Input data:

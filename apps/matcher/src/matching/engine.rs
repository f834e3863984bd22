//! `MatchEngine` ties the taxonomy, extractor, scorer and comparator together.
//!
//! Built once at start-up and shared (`Arc<MatchEngine>` or `&MatchEngine`) across threads;
//! every method takes `&self` and keeps its working state local to the call.

use std::sync::Arc;

use serde::{Deserialize, Serialize};
use tracing::info;

use crate::config::Config;
use crate::errors::MatcherError;
use crate::matching::comparator::{compare_skills, ComparisonResult};
use crate::matching::extractor::{SkillExtraction, SkillExtractor};
use crate::matching::similarity::{HybridScorer, MatchResult, ScoringWeights};
use crate::matching::tailor::{generate_suggestions, TailorSuggestion};
use crate::matching::SkillSet;
use crate::taxonomy::SkillTaxonomy;
use crate::text::AnnotatorCapability;

const DEFAULT_JOB_TITLE: &str = "the target role";

/// Everything a caller needs for one (resume, job) pair.
#[derive(Debug, Clone, PartialEq, Serialize, Deserialize)]
pub struct MatchReport {
    pub match_percentage: f64,
    pub content_similarity: f64,
    pub skill_overlap_ratio: f64,
    pub matched_skills: Vec<String>,
    pub missing_skills: Vec<String>,
    pub tailoring_advice: Vec<String>,
    pub tailoring_suggestions: Vec<TailorSuggestion>,
}

pub struct MatchEngine {
    taxonomy: Arc<SkillTaxonomy>,
    extractor: SkillExtractor,
    scorer: HybridScorer,
}

impl MatchEngine {
    pub fn new(
        taxonomy: Arc<SkillTaxonomy>,
        annotator: AnnotatorCapability,
        weights: ScoringWeights,
    ) -> Self {
        let extractor = SkillExtractor::new(Arc::clone(&taxonomy), annotator.clone());
        let scorer = HybridScorer::new(annotator, weights);
        Self {
            taxonomy,
            extractor,
            scorer,
        }
    }

    /// Builds the engine described by `config`: builtin taxonomy plus optional overlay,
    /// heuristic annotator unless disabled, and the configured clamp policy.
    pub fn from_config(config: &Config) -> Result<Self, MatcherError> {
        let mut taxonomy = SkillTaxonomy::builtin();
        if let Some(path) = &config.taxonomy_path {
            taxonomy = taxonomy.with_overlay(path)?;
        }

        let annotator = if config.enable_annotator {
            AnnotatorCapability::heuristic()
        } else {
            AnnotatorCapability::Unavailable
        };

        let weights = ScoringWeights {
            clamp_to_hundred: config.clamp_score,
            ..ScoringWeights::default()
        };

        info!(
            "Match engine ready: {} skills, {} aliases, annotator {:?}, clamp={}",
            taxonomy.skills().len(),
            taxonomy.aliases().len(),
            annotator,
            weights.clamp_to_hundred
        );

        Ok(Self::new(Arc::new(taxonomy), annotator, weights))
    }

    pub fn taxonomy(&self) -> &SkillTaxonomy {
        &self.taxonomy
    }

    pub fn extract_skills(&self, text: &str) -> SkillSet {
        self.extractor.extract_skills(text)
    }

    pub fn extract_detailed(&self, text: &str) -> SkillExtraction {
        self.extractor.extract_detailed(text)
    }

    pub fn score(&self, resume_text: &str, job_text: &str) -> MatchResult {
        let resume_skills = self.extractor.extract_skills(resume_text);
        let job_skills = self.extractor.extract_skills(job_text);
        self.scorer
            .score_with_skills(resume_text, job_text, &resume_skills, &job_skills)
    }

    pub fn compare<R, J>(&self, resume_skills: R, job_skills: J) -> ComparisonResult
    where
        R: IntoIterator,
        R::Item: AsRef<str>,
        J: IntoIterator,
        J::Item: AsRef<str>,
    {
        compare_skills(&self.taxonomy, resume_skills, job_skills)
    }

    /// Score, gap comparison and tailoring suggestions in one pass (skills extracted once).
    pub fn analyze(
        &self,
        resume_text: &str,
        job_text: &str,
        job_title: Option<&str>,
    ) -> MatchReport {
        let resume_skills = self.extractor.extract_skills(resume_text);
        let job_skills = self.extractor.extract_skills(job_text);

        let result = self
            .scorer
            .score_with_skills(resume_text, job_text, &resume_skills, &job_skills);
        let comparison = compare_skills(&self.taxonomy, &resume_skills, &job_skills);
        let suggestions = generate_suggestions(
            job_title.unwrap_or(DEFAULT_JOB_TITLE),
            &comparison.missing,
        );

        MatchReport {
            match_percentage: result.final_score,
            content_similarity: result.content_similarity,
            skill_overlap_ratio: result.skill_overlap_ratio,
            matched_skills: comparison.matched.into_iter().collect(),
            missing_skills: comparison.missing,
            tailoring_advice: comparison.advice,
            tailoring_suggestions: suggestions,
        }
    }
}

impl Default for MatchEngine {
    fn default() -> Self {
        Self::new(
            Arc::new(SkillTaxonomy::builtin()),
            AnnotatorCapability::heuristic(),
            ScoringWeights::default(),
        )
    }
}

Your goal:
The full listing above should be returned exactly as supplied.

Output below:
filename apps/matcher/src/matching/engine.rs
repository f834e3863984bd22
//! `MatchEngine` ties the taxonomy, extractor, scorer and comparator together.
//!
//! Built once at start-up and shared (`Arc<MatchEngine>` or `&MatchEngine`) across threads;
//! every method takes `&self` and keeps its working state local to the call.

use std::sync::Arc;

use serde::{Deserialize, Serialize};
use tracing::info;

use crate::config::Config;
use crate::errors::MatcherError;
use crate::matching::comparator::{compare_skills, ComparisonResult};
use crate::matching::extractor::{SkillExtraction, SkillExtractor};
use crate::matching::similarity::{HybridScorer, MatchResult, ScoringWeights};
use crate::matching::tailor::{generate_suggestions, TailorSuggestion};
use crate::matching::SkillSet;
use crate::taxonomy::SkillTaxonomy;
use crate::text::AnnotatorCapability;

const DEFAULT_JOB_TITLE: &str = "the target role";

/// Everything a caller needs for one (resume, job) pair.
#[derive(Debug, Clone, PartialEq, Serialize, Deserialize)]
pub struct MatchReport {
    pub match_percentage: f64,
    pub content_similarity: f64,
    pub skill_overlap_ratio: f64,
    pub matched_skills: Vec<String>,
    pub missing_skills: Vec<String>,
    pub tailoring_advice: Vec<String>,
    pub tailoring_suggestions: Vec<TailorSuggestion>,
}

pub struct MatchEngine {
    taxonomy: Arc<SkillTaxonomy>,
    extractor: SkillExtractor,
    scorer: HybridScorer,
}

impl MatchEngine {
    pub fn new(
        taxonomy: Arc<SkillTaxonomy>,
        annotator: AnnotatorCapability,
        weights: ScoringWeights,
    ) -> Self {
        let extractor = SkillExtractor::new(Arc::clone(&taxonomy), annotator.clone());
        let scorer = HybridScorer::new(annotator, weights);
        Self {
            taxonomy,
            extractor,
            scorer,
        }
    }

    /// Builds the engine described by `config`: builtin taxonomy plus optional overlay,
    /// heuristic annotator unless disabled, and the configured clamp policy.
    pub fn from_config(config: &Config) -> Result<Self, MatcherError> {
        let mut taxonomy = SkillTaxonomy::builtin();
        if let Some(path) = &config.taxonomy_path {
            taxonomy = taxonomy.with_overlay(path)?;
        }

        let annotator = if config.enable_annotator {
            AnnotatorCapability::heuristic()
        } else {
            AnnotatorCapability::Unavailable
        };

        let weights = ScoringWeights {
            clamp_to_hundred: config.clamp_score,
            ..ScoringWeights::default()
        };

        info!(
            "Match engine ready: {} skills, {} aliases, annotator {:?}, clamp={}",
            taxonomy.skills().len(),
            taxonomy.aliases().len(),
            annotator,
            weights.clamp_to_hundred
        );

        Ok(Self::new(Arc::new(taxonomy), annotator, weights))
    }

    pub fn taxonomy(&self) -> &SkillTaxonomy {
        &self.taxonomy
    }

    pub fn extract_skills(&self, text: &str) -> SkillSet {
        self.extractor.extract_skills(text)
    }

    pub fn extract_detailed(&self, text: &str) -> SkillExtraction {
        self.extractor.extract_detailed(text)
    }

    pub fn score(&self, resume_text: &str, job_text: &str) -> MatchResult {
        let resume_skills = self.extractor.extract_skills(resume_text);
        let job_skills = self.extractor.extract_skills(job_text);
        self.scorer
            .score_with_skills(resume_text, job_text, &resume_skills, &job_skills)
    }

    pub fn compare<R, J>(&self, resume_skills: R, job_skills: J) -> ComparisonResult
    where
        R: IntoIterator,
        R::Item: AsRef<str>,
        J: IntoIterator,
        J::Item: AsRef<str>,
    {
        compare_skills(&self.taxonomy, resume_skills, job_skills)
    }

    /// Score, gap comparison and tailoring suggestions in one pass (skills extracted once).
    pub fn analyze(
        &self,
        resume_text: &str,
        job_text: &str,
        job_title: Option<&str>,
    ) -> MatchReport {
        let resume_skills = self.extractor.extract_skills(resume_text);
        let job_skills = self.extractor.extract_skills(job_text);

        let result = self
            .scorer
            .score_with_skills(resume_text, job_text, &resume_skills, &job_skills);
        let comparison = compare_skills(&self.taxonomy, &resume_skills, &job_skills);
        let suggestions = generate_suggestions(
            job_title.unwrap_or(DEFAULT_JOB_TITLE),
            &comparison.missing,
        );

        MatchReport {
            match_percentage: result.final_score,
            content_similarity: result.content_similarity,
            skill_overlap_ratio: result.skill_overlap_ratio,
            matched_skills: comparison.matched.into_iter().collect(),
            missing_skills: comparison.missing,
            tailoring_advice: comparison.advice,
            tailoring_suggestions: suggestions,
        }
    }
}

impl Default for MatchEngine {
    fn default() -> Self {
        Self::new(
            Arc::new(SkillTaxonomy::builtin()),
            AnnotatorCapability::heuristic(),
            ScoringWeights::default(),
        )
    }
}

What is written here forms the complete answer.